MongoDB

The database is a container of collections. The collections are containers of documents.

The documents are schema-less that is they have a dynamic structure that can change between documents in the same collection.

Data Types

Type	Example Value	Function
Text	`"Text"`
Boolean	`true`
Number	`42`
Objectid	`"_id": {"$oid": "<id>"}`	`ObjectId("<id>")`
ISODate	`"<key>": {"$date": "YYYY-MM-DDThh:mm:ss.sssZ"}`	`ISODate("YYYY-MM-DD")`
Timestamp		`Timestamp(11421532)`
Embedded Document	`{"a": {...}}`
Embedded Array	`{"b": [...]}`

It's mandatory for each document ot have an unique field _id. MongoDB automatically creates an ObjectId() if it's not provided.

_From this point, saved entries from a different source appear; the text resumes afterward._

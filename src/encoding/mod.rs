//! Utilities for percent-encoding.

pub mod table;

pub use table::Table;

use crate::error::{Error, Result};
use ref_cast::RefCast;
use std::{
    borrow::Cow,
    fmt, hash,
    str::{self, Utf8Error},
};

const HEX_DIGITS: &[u8; 16] = b"0123456789abcdef";

/// Returns the value of a hexadecimal digit, or `None`.
#[inline]
fn hex_value(x: u8) -> Option<u8> {
    match x {
        b'0'..=b'9' => Some(x - b'0'),
        b'A'..=b'F' => Some(x - b'A' + 10),
        b'a'..=b'f' => Some(x - b'a' + 10),
        _ => None,
    }
}

/// Returns the number of bytes `s` occupies once percent-encoded with `table`.
///
/// Each byte not allowed by the table expands to a three-byte `%xx` triplet.
#[must_use]
pub fn encoded_len(s: &str, table: Table) -> usize {
    s.bytes()
        .map(|x| if table.allows(x) { 1 } else { 3 })
        .sum()
}

/// Percent-encodes the bytes of `s` that are not allowed by `table`.
///
/// Hexadecimal digits are emitted in lowercase. Returns the input
/// unchanged when nothing needs encoding.
///
/// # Examples
///
/// ```
/// use urlbuf::encoding::{encode, table};
///
/// assert_eq!(encode("a b", table::PCHAR), "a%20b");
/// assert_eq!(encode("ab", table::PCHAR), "ab");
/// ```
#[must_use]
pub fn encode(s: &str, table: Table) -> Cow<'_, str> {
    if s.bytes().all(|x| table.allows(x)) {
        return Cow::Borrowed(s);
    }
    let mut buf = String::with_capacity(encoded_len(s, table));
    encode_to(&mut buf, s, table);
    Cow::Owned(buf)
}

/// Percent-encodes `s` with `table`, appending the output to `buf`.
pub fn encode_to(buf: &mut String, s: &str, table: Table) {
    for x in s.bytes() {
        if table.allows(x) {
            buf.push(x as char);
        } else {
            buf.push('%');
            buf.push(HEX_DIGITS[(x >> 4) as usize] as char);
            buf.push(HEX_DIGITS[(x & 15) as usize] as char);
        }
    }
}

/// Checks that every byte of `s` is either allowed by `table` or part
/// of a well-formed percent-encoded octet.
///
/// # Errors
///
/// Returns [`Error::BadPctHexDig`] for a `%` not followed by two
/// hexadecimal digits, and [`Error::IllegalReservedChar`] for any other
/// disallowed byte.
pub fn validate(s: &str, table: Table) -> Result<()> {
    validate_bytes(s.as_bytes(), table)
}

pub(crate) fn validate_bytes(bytes: &[u8], table: Table) -> Result<()> {
    let mut i = 0;
    while i < bytes.len() {
        let x = bytes[i];
        if x == b'%' {
            if !table.allows_pct_encoded() {
                return Err(Error::IllegalReservedChar);
            }
            if i + 2 >= bytes.len()
                || hex_value(bytes[i + 1]).is_none()
                || hex_value(bytes[i + 2]).is_none()
            {
                return Err(Error::BadPctHexDig);
            }
            i += 3;
        } else {
            if !table.allows(x) {
                return Err(Error::IllegalReservedChar);
            }
            i += 1;
        }
    }
    Ok(())
}

/// Percent-encoded string slices.
///
/// An `EStr` wraps a string known to contain only unencoded bytes and
/// well-formed percent-encoded octets, as the borrowed components of a
/// [`Url`](crate::Url) do.
///
/// # Examples
///
/// ```
/// use urlbuf::Url;
///
/// let url = Url::parse("//example.com/r%C3%A9sum%C3%A9")?;
/// let path = url.encoded_path();
/// assert_eq!(path, "/r%C3%A9sum%C3%A9");
/// assert_eq!(path.decode().into_string_lossy(), "/résumé");
/// # Ok::<_, urlbuf::Error>(())
/// ```
#[derive(RefCast)]
#[repr(transparent)]
pub struct EStr {
    inner: str,
}

impl EStr {
    /// Converts a string slice to an `EStr` assuming validity.
    pub(crate) fn new_validated(s: &str) -> &Self {
        EStr::ref_cast(s)
    }

    /// An empty `EStr` slice.
    // SAFETY: Transparency holds and the empty string is trivially valid.
    pub const EMPTY: &'static Self = unsafe { &*("" as *const str as *const EStr) };

    /// Converts a string slice to an `EStr`, returning `None` if the
    /// string contains a malformed percent-encoded octet.
    #[must_use]
    pub fn new(s: &str) -> Option<&Self> {
        let bytes = s.as_bytes();
        let mut i = 0;
        while i < bytes.len() {
            if bytes[i] == b'%' {
                if i + 2 >= bytes.len()
                    || hex_value(bytes[i + 1]).is_none()
                    || hex_value(bytes[i + 2]).is_none()
                {
                    return None;
                }
                i += 3;
            } else {
                i += 1;
            }
        }
        Some(Self::new_validated(s))
    }

    /// Yields the underlying string slice.
    #[inline]
    #[must_use]
    pub fn as_str(&self) -> &str {
        &self.inner
    }

    /// Returns the length of the `EStr` in bytes.
    #[inline]
    #[must_use]
    pub fn len(&self) -> usize {
        self.inner.len()
    }

    /// Checks whether the `EStr` is empty.
    #[inline]
    #[must_use]
    pub fn is_empty(&self) -> bool {
        self.inner.is_empty()
    }

    /// Decodes the `EStr`.
    ///
    /// Note that `'+'` is **not** decoded as a space; this crate is
    /// agnostic of form encoding.
    ///
    /// # Examples
    ///
    /// ```
    /// use urlbuf::encoding::EStr;
    ///
    /// let dec = EStr::new("%C2%BF").unwrap().decode();
    /// assert_eq!(dec.as_bytes(), &[0xc2, 0xbf]);
    /// assert_eq!(dec.into_string_lossy(), "¿");
    /// ```
    #[must_use]
    pub fn decode(&self) -> Decode<'_> {
        let bytes = self.inner.as_bytes();
        let Some(first) = bytes.iter().position(|&x| x == b'%') else {
            return Decode(Cow::Borrowed(bytes));
        };

        let mut out = Vec::with_capacity(bytes.len());
        out.extend_from_slice(&bytes[..first]);
        let mut i = first;
        while i < bytes.len() {
            let x = bytes[i];
            if x == b'%' && i + 2 < bytes.len() {
                if let (Some(hi), Some(lo)) = (hex_value(bytes[i + 1]), hex_value(bytes[i + 2])) {
                    out.push((hi << 4) | lo);
                    i += 3;
                    continue;
                }
            }
            out.push(x);
            i += 1;
        }
        Decode(Cow::Owned(out))
    }

    /// Returns an iterator over subslices of the `EStr` separated by
    /// the given delimiter.
    ///
    /// # Panics
    ///
    /// Panics if the delimiter is not a [reserved] character.
    ///
    /// [reserved]: https://datatracker.ietf.org/doc/html/rfc3986#section-2.2
    ///
    /// # Examples
    ///
    /// ```
    /// use urlbuf::encoding::EStr;
    ///
    /// let estr = EStr::new("a,b,c").unwrap();
    /// assert!(estr.split(',').eq(["a", "b", "c"]));
    /// ```
    pub fn split(&self, delim: char) -> Split<'_> {
        assert!(
            delim.is_ascii() && table::RESERVED.allows(delim as u8),
            "splitting with non-reserved character"
        );
        Split {
            inner: self.inner.split(delim),
        }
    }

    /// Splits the `EStr` on the first occurrence of the given delimiter
    /// and returns the prefix and the suffix.
    ///
    /// Returns `None` if the delimiter is not found.
    ///
    /// # Panics
    ///
    /// Panics if the delimiter is not a [reserved] character.
    ///
    /// [reserved]: https://datatracker.ietf.org/doc/html/rfc3986#section-2.2
    #[must_use]
    pub fn split_once(&self, delim: char) -> Option<(&Self, &Self)> {
        assert!(
            delim.is_ascii() && table::RESERVED.allows(delim as u8),
            "splitting with non-reserved character"
        );
        self.inner
            .split_once(delim)
            .map(|(a, b)| (Self::new_validated(a), Self::new_validated(b)))
    }
}

impl AsRef<str> for EStr {
    #[inline]
    fn as_ref(&self) -> &str {
        &self.inner
    }
}

impl PartialEq for EStr {
    #[inline]
    fn eq(&self, other: &EStr) -> bool {
        self.inner == other.inner
    }
}

impl PartialEq<str> for EStr {
    #[inline]
    fn eq(&self, other: &str) -> bool {
        &self.inner == other
    }
}

impl PartialEq<&str> for EStr {
    #[inline]
    fn eq(&self, other: &&str) -> bool {
        &self.inner == *other
    }
}

impl PartialEq<EStr> for str {
    #[inline]
    fn eq(&self, other: &EStr) -> bool {
        self == &other.inner
    }
}

impl Eq for EStr {}

impl hash::Hash for EStr {
    #[inline]
    fn hash<H: hash::Hasher>(&self, state: &mut H) {
        self.inner.hash(state);
    }
}

impl fmt::Debug for EStr {
    #[inline]
    fn fmt(&self, f: &mut fmt::Formatter<'_>) -> fmt::Result {
        fmt::Debug::fmt(&self.inner, f)
    }
}

impl fmt::Display for EStr {
    #[inline]
    fn fmt(&self, f: &mut fmt::Formatter<'_>) -> fmt::Result {
        fmt::Display::fmt(&self.inner, f)
    }
}

/// The result of decoding an [`EStr`].
#[derive(Clone, Debug)]
pub struct Decode<'a>(Cow<'a, [u8]>);

impl<'a> Decode<'a> {
    /// Returns the decoded bytes.
    #[inline]
    #[must_use]
    pub fn as_bytes(&self) -> &[u8] {
        &self.0
    }

    /// Consumes this `Decode` and yields the decoded bytes.
    #[inline]
    #[must_use]
    pub fn into_bytes(self) -> Cow<'a, [u8]> {
        self.0
    }

    /// Converts the decoded bytes to a string, failing on invalid UTF-8.
    ///
    /// # Errors
    ///
    /// Returns `Err` if the decoded bytes are not valid UTF-8.
    pub fn into_string(self) -> Result<Cow<'a, str>, Utf8Error> {
        match self.0 {
            Cow::Borrowed(bytes) => str::from_utf8(bytes).map(Cow::Borrowed),
            Cow::Owned(bytes) => match String::from_utf8(bytes) {
                Ok(s) => Ok(Cow::Owned(s)),
                Err(e) => Err(e.utf8_error()),
            },
        }
    }

    /// Converts the decoded bytes to a string, replacing invalid UTF-8
    /// sequences with `U+FFFD`.
    #[must_use]
    pub fn into_string_lossy(self) -> Cow<'a, str> {
        match self.0 {
            Cow::Borrowed(bytes) => String::from_utf8_lossy(bytes),
            Cow::Owned(bytes) => match String::from_utf8_lossy(&bytes) {
                // A copy is only made when the bytes are invalid.
                Cow::Borrowed(_) => {
                    // SAFETY: `from_utf8_lossy` borrowed, so the bytes are valid UTF-8.
                    Cow::Owned(unsafe { String::from_utf8_unchecked(bytes) })
                }
                Cow::Owned(s) => Cow::Owned(s),
            },
        }
    }
}

/// An iterator over subslices of an [`EStr`] separated by a delimiter.
#[derive(Clone, Debug)]
pub struct Split<'a> {
    inner: str::Split<'a, char>,
}

impl<'a> Iterator for Split<'a> {
    type Item = &'a EStr;

    #[inline]
    fn next(&mut self) -> Option<&'a EStr> {
        self.inner.next().map(EStr::new_validated)
    }
}

impl<'a> DoubleEndedIterator for Split<'a> {
    #[inline]
    fn next_back(&mut self) -> Option<&'a EStr> {
        self.inner.next_back().map(EStr::new_validated)
    }
}

#[cfg(test)]
mod tests {
    use super::*;

    #[test]
    fn encode_lowercase_hex() {
        assert_eq!(encode(":", table::USERINFO_NC), "%3a");
        assert_eq!(encode("@", table::USERINFO_NC), "%40");
        assert_eq!(encode("{}", table::QUERY), "%7b%7d");
    }

    #[test]
    fn encoded_len_matches_encode() {
        let s = "a b%c\u{e9}";
        for table in [table::PCHAR, table::QUERY, table::REG_NAME] {
            assert_eq!(encode(s, table).len(), encoded_len(s, table));
        }
    }

    #[test]
    fn validate_pct() {
        assert_eq!(validate("%41%7F", table::PCHAR), Ok(()));
        assert_eq!(validate("%4", table::PCHAR), Err(Error::BadPctHexDig));
        assert_eq!(validate("%4g", table::PCHAR), Err(Error::BadPctHexDig));
        assert_eq!(validate("%", table::PCHAR), Err(Error::BadPctHexDig));
        assert_eq!(validate("/", table::PCHAR), Err(Error::IllegalReservedChar));
        // '%' is rejected outright by tables without the pct marker.
        assert_eq!(
            validate("%41", table::SCHEME),
            Err(Error::IllegalReservedChar)
        );
    }

    #[test]
    fn decode_round_trip() {
        let raw = "un~reserved spaced/slashed?";
        let enc = encode(raw, table::REG_NAME);
        let estr = EStr::new(&enc).unwrap();
        assert_eq!(estr.decode().as_bytes(), raw.as_bytes());
        assert_eq!(estr.decode().into_string_lossy(), raw);
    }

    #[test]
    fn decode_mixed_case() {
        let estr = EStr::new("%2F%2f").unwrap();
        assert_eq!(estr.decode().as_bytes(), b"//");
    }

    #[test]
    fn decode_keeps_plus() {
        let estr = EStr::new("a+b").unwrap();
        assert_eq!(estr.decode().as_bytes(), b"a+b");
    }

    #[test]
    fn split_borders() {
        let estr = EStr::new(",").unwrap();
        assert!(estr.split(',').eq(["", ""]));
        assert!(EStr::EMPTY.split(',').eq([""]));
    }
}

Databases & Collections Usage

To create a database is sufficient to switch towards a non existing one with use <database> (implicit creation). The database is not actually created until a document is inserted.

Bash
show dbs  # list all databases
use <database>  # use a particular database
show collections  # list all collection for the current database

dbs.dropDatabase()  # delete current database

db.createCollection(name, {options})  # explicit collection creation
db.<collection>.insertOne({document})  # implicit collection creation

Operators (MQL Syntax)

JSON
/* --- Update operators --- */
{ "$inc":  { "<key>": "<increment>", ... } }  // increment value
{ "$set":  { "<key>": "<value>", ... } }  // set value
{ "$unsetset":  { "<key>": "true", ... } }  // unset value
{ "$push": { "<key>": "<value>", ... } }  // add a value to an array field or turn field into array
{ "$pop": { "<key>": <-1 | 1>, ... } }  // remove first or last array element
{ "$pull": { "<key>": "<value | condition>", ... } }  // remove a specific item in the array
{ "$pullAll": { "<key>": [ "<value1>", "<value2>" ... ], ... } }  // remove all specified values from array

/* --- Query Operators --- */
{ "<key>": { "$in": [ "<value_1>", "<value_2>", ...] } } // Membership
{ "<key>": { "$nin": [ "<value_1>", "<value_2>", ...] } }  // Membership
{ "<key>": { "$exists": true } }  // Field Exists

/* --- Comparison Operators (DEFAULT: $eq) --- */
{ "<key>": { "$gt":  "<value>" }}  // >
{ "<key>": { "$gte": "<value>" }}  // >=
{ "<key>": { "$lt":  "<value>" }}  // <
{ "<key>": { "$lte": "<value>" }}  // <=
{ "<key>": { "$eq":  "<value>" }}  // ==
{ "<key>": { "$ne":  "<value>" }}  // !=

/* --- Logic Operators (DEFAULT $and) --- */
{ "$and": [ { "<expression>" }, ...] }
{ "$or":  [ { "<expression>" }, ...] }
{ "$nor": [ { "<expression>" }, ...] }
{ "$not": { "<expression>" } }

/* --- Array Operators --- */
{ "<key>": { "$all": ["value>", "<value>", ...] } } // field contains all values
{ "<key>": { "$size": "<value>" } }
{ "<array-key>": { "$elemMatch": { "<item-key>": "<expression>" } } }  // elements in array must match an expression

/* --- REGEX Operator --- */
{ "<key>": { "$regex": "/pattern/", "$options": "<options>" } }
{ "<key>": { "$regex": "pattern", "$options": "<options>" } }
{ "<key>": { "$regex": "/pattern/<options>" } }
{ "<key>": "/pattern/<options>" }

Expressive Query Operator

Note: $<key> is used to access the value of the field dynamically

JSON
{ "$expr": { "<expression>" } }  // aggregation expression, variables, conditional expressions
{ "$expr":  { "$<comparison_operator>": [ "$<key>", "$<key>" ] } }  // compare field values (operators use aggregation syntax)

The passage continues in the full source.